MIT has announced plans for a new Quantum Systems Laboratory, framed as a regional hub open to government, academic, and industry researchers — and positioned explicitly to accelerate next-generation quantum technology development. It's a strategic signal: the race to build fault-tolerant quantum systems is now being treated as infrastructure-level national priority, not just academic curiosity. From a security standpoint, the acceleration of quantum hardware capability continues to compress the timeline that practitioners and standards bodies are working against for post-quantum cryptography migration.
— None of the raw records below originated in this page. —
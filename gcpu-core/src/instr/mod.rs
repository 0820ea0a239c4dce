pub mod alu;
pub mod cf;
pub mod ldst;

pub use alu::GAlu;
pub use cf::GControlFlow;
pub use ldst::GLoadStore;

#[cfg(test)]
pub mod tests;

use crate::consts::opcodes;

/// Instruction mnemonics. The discriminant is the opcode byte.
#[derive(Debug, Clone, Copy, PartialEq, Eq)]
#[repr(u8)]
pub enum GMnem {
    TAB = opcodes::TAB,
    TBA = opcodes::TBA,
    LDAAI = opcodes::LDAAI,
    LDABI = opcodes::LDABI,
    LDAA = opcodes::LDAA,
    LDAB = opcodes::LDAB,
    STAA = opcodes::STAA,
    STAB = opcodes::STAB,
    LDXI = opcodes::LDXI,
    LDYI = opcodes::LDYI,
    LDX = opcodes::LDX,
    LDY = opcodes::LDY,
    LDAAX = opcodes::LDAAX,
    LDAAY = opcodes::LDAAY,
    LDABX = opcodes::LDABX,
    LDABY = opcodes::LDABY,
    STAAX = opcodes::STAAX,
    STAAY = opcodes::STAAY,
    STABX = opcodes::STABX,
    STABY = opcodes::STABY,
    SUMBA = opcodes::SUMBA,
    SUMAB = opcodes::SUMAB,
    ANDBA = opcodes::ANDBA,
    ANDAB = opcodes::ANDAB,
    ORBA = opcodes::ORBA,
    ORAB = opcodes::ORAB,
    COMA = opcodes::COMA,
    COMB = opcodes::COMB,
    SHFAL = opcodes::SHFAL,
    SHFAR = opcodes::SHFAR,
    SHFBL = opcodes::SHFBL,
    SHFBR = opcodes::SHFBR,
    BEQ = opcodes::BEQ,
    BNE = opcodes::BNE,
    BN = opcodes::BN,
    BP = opcodes::BP,
    BEQ16 = opcodes::BEQ16,
    BNE16 = opcodes::BNE16,
    BN16 = opcodes::BN16,
    BP16 = opcodes::BP16,
    INX = opcodes::INX,
    INY = opcodes::INY,
}

pub const ALL_MNEMS: [GMnem; 42] = [
    GMnem::TAB,
    GMnem::TBA,
    GMnem::LDAAI,
    GMnem::LDABI,
    GMnem::LDAA,
    GMnem::LDAB,
    GMnem::STAA,
    GMnem::STAB,
    GMnem::LDXI,
    GMnem::LDYI,
    GMnem::LDX,
    GMnem::LDY,
    GMnem::LDAAX,
    GMnem::LDAAY,
    GMnem::LDABX,
    GMnem::LDABY,
    GMnem::STAAX,
    GMnem::STAAY,
    GMnem::STABX,
    GMnem::STABY,
    GMnem::SUMBA,
    GMnem::SUMAB,
    GMnem::ANDBA,
    GMnem::ANDAB,
    GMnem::ORBA,
    GMnem::ORAB,
    GMnem::COMA,
    GMnem::COMB,
    GMnem::SHFAL,
    GMnem::SHFAR,
    GMnem::SHFBL,
    GMnem::SHFBR,
    GMnem::BEQ,
    GMnem::BNE,
    GMnem::BN,
    GMnem::BP,
    GMnem::BEQ16,
    GMnem::BNE16,
    GMnem::BN16,
    GMnem::BP16,
    GMnem::INX,
    GMnem::INY,
];

/// How an instruction's operand bytes are interpreted.
#[derive(Debug, Clone, Copy, PartialEq, Eq)]
pub enum GAddrMode {
    Inherent,
    Immediate8,
    Immediate16,
    Absolute,
    IndexedX,
    IndexedY,
    Branch8,
    Branch16,
}

impl GAddrMode {
    /// Encoded length in bytes, opcode included.
    pub const fn len(self) -> u16 {
        match self {
            GAddrMode::Inherent => 1,
            GAddrMode::Immediate8
            | GAddrMode::IndexedX
            | GAddrMode::IndexedY
            | GAddrMode::Branch8 => 2,
            GAddrMode::Immediate16 | GAddrMode::Absolute | GAddrMode::Branch16 => 3,
        }
    }
}

impl GMnem {
    pub const fn opcode(self) -> u8 {
        self as u8
    }

    pub const fn mode(self) -> GAddrMode {
        match self {
            GMnem::LDAAI | GMnem::LDABI => GAddrMode::Immediate8,
            GMnem::LDXI | GMnem::LDYI => GAddrMode::Immediate16,
            GMnem::LDAA
            | GMnem::LDAB
            | GMnem::STAA
            | GMnem::STAB
            | GMnem::LDX
            | GMnem::LDY => GAddrMode::Absolute,
            GMnem::LDAAX | GMnem::LDABX | GMnem::STAAX | GMnem::STABX => GAddrMode::IndexedX,
            GMnem::LDAAY | GMnem::LDABY | GMnem::STAAY | GMnem::STABY => GAddrMode::IndexedY,
            GMnem::BEQ | GMnem::BNE | GMnem::BN | GMnem::BP => GAddrMode::Branch8,
            GMnem::BEQ16 | GMnem::BNE16 | GMnem::BN16 | GMnem::BP16 => GAddrMode::Branch16,
            _ => GAddrMode::Inherent,
        }
    }

    pub const fn len(self) -> u16 {
        self.mode().len()
    }

    /// Assembly mnemonic as written in source.
    pub fn name(self) -> &'static str {
        match self {
            GMnem::TAB => "tab",
            GMnem::TBA => "tba",
            GMnem::LDAAI | GMnem::LDAA | GMnem::LDAAX | GMnem::LDAAY => "ldaa",
            GMnem::LDABI | GMnem::LDAB | GMnem::LDABX | GMnem::LDABY => "ldab",
            GMnem::STAA | GMnem::STAAX | GMnem::STAAY => "staa",
            GMnem::STAB | GMnem::STABX | GMnem::STABY => "stab",
            GMnem::LDXI | GMnem::LDX => "ldx",
            GMnem::LDYI | GMnem::LDY => "ldy",
            GMnem::SUMBA => "sum_ba",
            GMnem::SUMAB => "sum_ab",
            GMnem::ANDBA => "and_ba",
            GMnem::ANDAB => "and_ab",
            GMnem::ORBA => "or_ba",
            GMnem::ORAB => "or_ab",
            GMnem::COMA => "coma",
            GMnem::COMB => "comb",
            GMnem::SHFAL => "shfa_l",
            GMnem::SHFAR => "shfa_r",
            GMnem::SHFBL => "shfb_l",
            GMnem::SHFBR => "shfb_r",
            GMnem::BEQ => "beq",
            GMnem::BNE => "bne",
            GMnem::BN => "bn",
            GMnem::BP => "bp",
            GMnem::BEQ16 => "beq16",
            GMnem::BNE16 => "bne16",
            GMnem::BN16 => "bn16",
            GMnem::BP16 => "bp16",
            GMnem::INX => "inx",
            GMnem::INY => "iny",
        }
    }
}

const fn build_opcode_table() -> [Option<GMnem>; 0x100] {
    let mut table = [None; 0x100];
    let mut i = 0;
    while i < ALL_MNEMS.len() {
        let m = ALL_MNEMS[i];
        table[m.opcode() as usize] = Some(m);
        i += 1;
    }
    table
}

/// Dense opcode lookup indexed by the opcode byte.
pub static OPCODE_TABLE: [Option<GMnem>; 0x100] = build_opcode_table();

#[derive(Debug, Clone, Copy, PartialEq, Eq)]
pub struct GInst {
    pub pc: u16,
    pub opcode: u8,
    pub mnem: GMnem,
}

impl GInst {
    ///
    /// Decodes the opcode fetched at `pc`. Returns `None` if the opcode is not
    /// part of the instruction set.
    ///
    pub fn decode(pc: u16, opcode: u8) -> Option<GInst> {
        OPCODE_TABLE[opcode as usize].map(|mnem| GInst { pc, opcode, mnem })
    }
}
If you haven't inventoried your organisation's cryptographic dependencies and mapped them against NIST's finalised PQC standards, a federally-backed quantum lab opening its doors is a reasonable prompt to start.


/dev/random

Notes from the Mistral AI Now Summit in Paris made the rounds this week, offering a ground-level view of how Europe's most prominent AI lab presents itself on home turf — part technical showcase, part cultural statement, with a distinctly Gallic confidence that the future of AI need not be entirely Californian. What's notable from a security perspective is how rapidly these events have shifted from "look at what we can generate" to "here's how enterprises are deploying this in production," which is a polite way of saying the attack surface is expanding faster than most blue teams are tracking. Whether Mistral's sovereign-AI pitch translates into genuinely more auditable, more controllable systems remains an open question. For now: croissants, large language models, and the eternal optimism of a product launch.